Wednesday, December 05, 2007

My aching back...

It could be due to stress, long hours of desk work, bad fall on the slopes last winter or many winters ago. The ache may be from carrying the little ones around or raking leaves all weekend. Sailing may or may not be the cause but almost everyone at some point in their life has a good old "back ache".

There are so many ways to injure and stress the muscles of the entire back region since they are used everyday in virtually every action we do. These days the calls, emails and skypes are less associated with sailing but from those who have been putting in long hours at the desk for work and school. They are all sailors and all have achy backs and they are not currently sailing.

So when you are riding the desk more than the rail and the lower back is sending cries of help - get up. The primary cause of lower back pain from those who invest long periods of time sitting are tight hamstrings. The tightness is facilitated from the long periods of being stationary, stationary bodies do not circulate fresh blood to the deeper tissues as well as mobile ones.

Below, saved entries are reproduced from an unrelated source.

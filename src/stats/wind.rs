//! Wind-resource statistics: speed histogram, direction/energy rose and a
//! Weibull fit of the speed distribution.

use log::debug;

use crate::error::ConfigError;
use crate::models::ChannelValues;

const DEFAULT_MAX_SPEED: f64 = 30.0;
const DEFAULT_SPEED_BINS: usize = 30;
const DEFAULT_DIRECTION_SECTORS: usize = 16;

// Shape search interval for the moment fit
const MIN_SHAPE: f64 = 0.1;
const MAX_SHAPE: f64 = 100.0;
const SHAPE_TOLERANCE: f64 = 1e-10;

/// Speed domain and histogram resolution, supplied by the caller
#[derive(Debug, Clone, Copy, PartialEq)]
pub struct WindStatsConfig {
    /// Lowest speed counted, m/s
    pub min_speed: f64,
    /// Highest speed counted (inclusive), m/s
    pub max_speed: f64,
    /// Number of equal-width speed buckets across the domain
    pub speed_bins: usize,
    /// Number of direction sectors; sector 0 is centred on north
    pub direction_sectors: usize,
}

impl Default for WindStatsConfig {
    fn default() -> Self {
        Self {
            min_speed: 0.0,
            max_speed: DEFAULT_MAX_SPEED,
            speed_bins: DEFAULT_SPEED_BINS,
            direction_sectors: DEFAULT_DIRECTION_SECTORS,
        }
    }
}

impl WindStatsConfig {
    pub fn validate(&self) -> Result<(), ConfigError> {
        if !(self.min_speed < self.max_speed) {
            return Err(ConfigError::EmptySpeedDomain {
                min: self.min_speed,
                max: self.max_speed,
            });
        }
        if self.speed_bins == 0 {
            return Err(ConfigError::ZeroBins { key: "speed_bins" });
        }
        if self.direction_sectors == 0 {
            return Err(ConfigError::ZeroBins {
                key: "direction_sectors",
            });
        }
        Ok(())
    }

    fn bin_width(&self) -> f64 {
        (self.max_speed - self.min_speed) / self.speed_bins as f64
    }

    fn sector_width(&self) -> f64 {
        360.0 / self.direction_sectors as f64
    }

    fn contains(&self, speed: f64) -> bool {
        speed >= self.min_speed && speed <= self.max_speed
    }
}

/// Sample count for one speed bucket `[speed_low, speed_high)`
#[derive(Debug, Clone, Copy, PartialEq)]
pub struct WindFrequencyBin {
    pub speed_low: f64,
    pub speed_high: f64,
    pub frequency: usize,
}

impl WindFrequencyBin {
    pub fn mid_speed(&self) -> f64 {
        (self.speed_low + self.speed_high) / 2.0
    }
}

/// Sample count and energy proxy (sum of speed cubed) for one direction sector
#[derive(Debug, Clone, Copy, PartialEq)]
pub struct WindDirectionEnergy {
    pub sector: usize,
    /// Sector centre in degrees
    pub direction: f64,
    pub frequency: usize,
    pub power: f64,
}

/// Two-parameter Weibull distribution of wind speed
#[derive(Debug, Clone, Copy, PartialEq)]
pub struct WeibullFit {
    /// Shape parameter k
    pub theta: f64,
    /// Scale parameter c, m/s
    pub beta: f64,
}

impl WeibullFit {
    /// Result for a population that cannot be fitted
    pub const UNDEFINED: WeibullFit = WeibullFit {
        theta: f64::NAN,
        beta: f64::NAN,
    };

    /// Method-of-moments fit from the sample mean and standard deviation.
    ///
    /// The shape is found by bisection so that the distribution's coefficient
    /// of variation matches the sample's; the scale then reproduces the mean.
    /// A zero-variance population gets the maximum shape, which puts the
    /// scale within 0.6% of the common speed.
    pub fn from_moments(mean: f64, std_dev: f64) -> Self {
        if !(mean > 0.0) || !std_dev.is_finite() {
            return Self::UNDEFINED;
        }

        let cv = std_dev / mean;
        let theta = if cv <= coefficient_of_variation(MAX_SHAPE) {
            MAX_SHAPE
        } else if cv >= coefficient_of_variation(MIN_SHAPE) {
            MIN_SHAPE
        } else {
            // cv falls as the shape grows
            let (mut low, mut high) = (MIN_SHAPE, MAX_SHAPE);
            while high - low > SHAPE_TOLERANCE * low {
                let mid = (low + high) / 2.0;
                if coefficient_of_variation(mid) > cv {
                    low = mid;
                } else {
                    high = mid;
                }
            }
            (low + high) / 2.0
        };

        Self {
            theta,
            beta: mean / libm::tgamma(1.0 + 1.0 / theta),
        }
    }

    pub fn shape(&self) -> f64 {
        self.theta
    }

    pub fn scale(&self) -> f64 {
        self.beta
    }

    pub fn is_defined(&self) -> bool {
        self.theta.is_finite() && self.beta.is_finite()
    }

    /// Mean of the fitted distribution, `c·Γ(1 + 1/k)`
    pub fn average(&self) -> f64 {
        self.beta * libm::tgamma(1.0 + 1.0 / self.theta)
    }

    /// Probability density at `speed`, for plotting the fitted curve
    pub fn density(&self, speed: f64) -> f64 {
        if !self.is_defined() {
            return f64::NAN;
        }
        if speed < 0.0 {
            return 0.0;
        }
        let k = self.theta;
        let x = speed / self.beta;
        (k / self.beta) * x.powf(k - 1.0) * (-x.powf(k)).exp()
    }
}

fn coefficient_of_variation(shape: f64) -> f64 {
    let g1 = libm::tgamma(1.0 + 1.0 / shape);
    let g2 = libm::tgamma(1.0 + 2.0 / shape);
    (g2 / (g1 * g1) - 1.0).max(0.0).sqrt()
}

/// Finished wind statistics for one batch. Counts and energies are absolute.
#[derive(Debug, Clone, PartialEq)]
pub struct WindStatistics {
    speed_frequencies: Vec<WindFrequencyBin>,
    direction_energy: Vec<WindDirectionEnergy>,
    weibull: WeibullFit,
    sample_count: usize,
    skipped: usize,
    mean_speed: f64,
}

impl WindStatistics {
    pub fn speed_frequencies(&self) -> &[WindFrequencyBin] {
        &self.speed_frequencies
    }

    pub fn direction_energy(&self) -> &[WindDirectionEnergy] {
        &self.direction_energy
    }

    pub fn weibull(&self) -> WeibullFit {
        self.weibull
    }

    pub fn theta(&self) -> f64 {
        self.weibull.theta
    }

    pub fn beta(&self) -> f64 {
        self.weibull.beta
    }

    pub fn weibull_average(&self) -> f64 {
        self.weibull.average()
    }

    /// Readings that landed in a speed bucket
    pub fn sample_count(&self) -> usize {
        self.sample_count
    }

    /// Readings with an invalid or out-of-domain speed
    pub fn skipped(&self) -> usize {
        self.skipped
    }

    /// Mean of the raw speed samples; NaN without samples
    pub fn arithmetic_mean_speed(&self) -> f64 {
        self.mean_speed
    }

    /// Mean speed estimated from bucket midpoints; NaN without samples
    pub fn histogram_mean_speed(&self) -> f64 {
        let (weighted, total) = self
            .speed_frequencies
            .iter()
            .fold((0.0, 0usize), |(weighted, total), bin| {
                (weighted + bin.mid_speed() * bin.frequency as f64, total + bin.frequency)
            });
        if total == 0 {
            f64::NAN
        } else {
            weighted / total as f64
        }
    }
}

/// Streaming calculator for [`WindStatistics`]. Order of processing does not
/// affect the result.
#[derive(Debug, Clone)]
pub struct WindStatisticsCalculator {
    config: WindStatsConfig,
    bins: Vec<usize>,
    sector_frequency: Vec<usize>,
    sector_power: Vec<f64>,
    count: usize,
    sum: f64,
    sum_squares: f64,
    skipped: usize,
}

impl WindStatisticsCalculator {
    pub fn new(config: WindStatsConfig) -> Result<Self, ConfigError> {
        config.validate()?;
        Ok(Self {
            bins: vec![0; config.speed_bins],
            sector_frequency: vec![0; config.direction_sectors],
            sector_power: vec![0.0; config.direction_sectors],
            config,
            count: 0,
            sum: 0.0,
            sum_squares: 0.0,
            skipped: 0,
        })
    }

    /// Run a whole batch through a fresh calculator
    pub fn calculate<'a, V, I>(
        config: WindStatsConfig,
        readings: I,
    ) -> Result<WindStatistics, ConfigError>
    where
        V: ChannelValues + 'a,
        I: IntoIterator<Item = &'a V>,
    {
        let mut calculator = Self::new(config)?;
        for reading in readings {
            calculator.process(reading);
        }
        Ok(calculator.finish())
    }

    pub fn config(&self) -> &WindStatsConfig {
        &self.config
    }

    /// Add one reading. Returns false when it was skipped.
    pub fn process<V: ChannelValues + ?Sized>(&mut self, reading: &V) -> bool {
        let speed = reading.wind_speed();
        if speed.is_nan() || !self.config.contains(speed) {
            self.skipped += 1;
            return false;
        }

        let bin = ((speed - self.config.min_speed) / self.config.bin_width()).floor() as usize;
        self.bins[bin.min(self.config.speed_bins - 1)] += 1;

        // Sums are taken relative to the domain floor to keep the variance stable
        let shifted = speed - self.config.min_speed;
        self.count += 1;
        self.sum += shifted;
        self.sum_squares += shifted * shifted;

        let direction = reading.wind_direction();
        if !direction.is_nan() {
            let width = self.config.sector_width();
            let sector = ((direction + width / 2.0).rem_euclid(360.0) / width).floor() as usize
                % self.config.direction_sectors;
            self.sector_frequency[sector] += 1;
            self.sector_power[sector] += speed * speed * speed;
        }

        true
    }

    pub fn finish(self) -> WindStatistics {
        let width = self.config.bin_width();
        let speed_frequencies = self
            .bins
            .iter()
            .enumerate()
            .map(|(i, &frequency)| WindFrequencyBin {
                speed_low: self.config.min_speed + width * i as f64,
                speed_high: self.config.min_speed + width * (i + 1) as f64,
                frequency,
            })
            .collect();

        let sector_width = self.config.sector_width();
        let direction_energy = self
            .sector_frequency
            .iter()
            .zip(&self.sector_power)
            .enumerate()
            .map(|(sector, (&frequency, &power))| WindDirectionEnergy {
                sector,
                direction: sector as f64 * sector_width,
                frequency,
                power,
            })
            .collect();

        let (mean_speed, weibull) = if self.count == 0 {
            (f64::NAN, WeibullFit::UNDEFINED)
        } else {
            let n = self.count as f64;
            let shifted_mean = self.sum / n;
            let variance = (self.sum_squares / n - shifted_mean * shifted_mean).max(0.0);
            let mean = shifted_mean + self.config.min_speed;
            (mean, WeibullFit::from_moments(mean, variance.sqrt()))
        };

        debug!(
            "Wind statistics: {} samples, {} skipped, shape {:.2}, scale {:.2}",
            self.count, self.skipped, weibull.theta, weibull.beta
        );

        WindStatistics {
            speed_frequencies,
            direction_energy,
            weibull,
            sample_count: self.count,
            skipped: self.skipped,
            mean_speed,
        }
    }
}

Take the time to walk about the office, speak with a colleague or fellow student, trip to the water cooler, etc. and encourage blood flow to the muscles, helping them properly ease. Staying hydrated will support this action of "work-day rehab" and the looser hamstrings and glutes will pull a little less on the lower lumbar muscle attachments.

The SailTrim July 2006 Issue may be of use here!

Feeling the pain in upper back and neck?

Question: Do you look down or up at the computer screen?

If the answer is either, consider tweaking your posture to set eyes straight head, encourage a healthier alignment of the spinal column while sitting and alleviating the strain on neck, shoulders and upper back muscles.

Finally, the muscles of stressed bodies are normally contracted and tight holding in place the cellular by-products of over worked muscle cells and unless they relax, the circulatory system can not properly flush the tissue and replace it with a fresh supply of oxygenated blood, carrying away the cellular by-products.

When feeling the weight of the holiday, final exams and last quarter deadlines - stop for just a moment. Take a deep breath and slowly exhale, repeating a few times. The respiratory and circulatory systems are "business partners" and when you breath the circulatory system responds with increased flow in and out of the tissues.

The holidays can be bitter-sweet, but should be fun times spent with family and friends. To ensure the daily grind does not interfere - take a deep breath, walk about for a minute or two and think about all the sailing 2008 will hopefully bring!

Wishing all the sailors a little less stress this holiday season!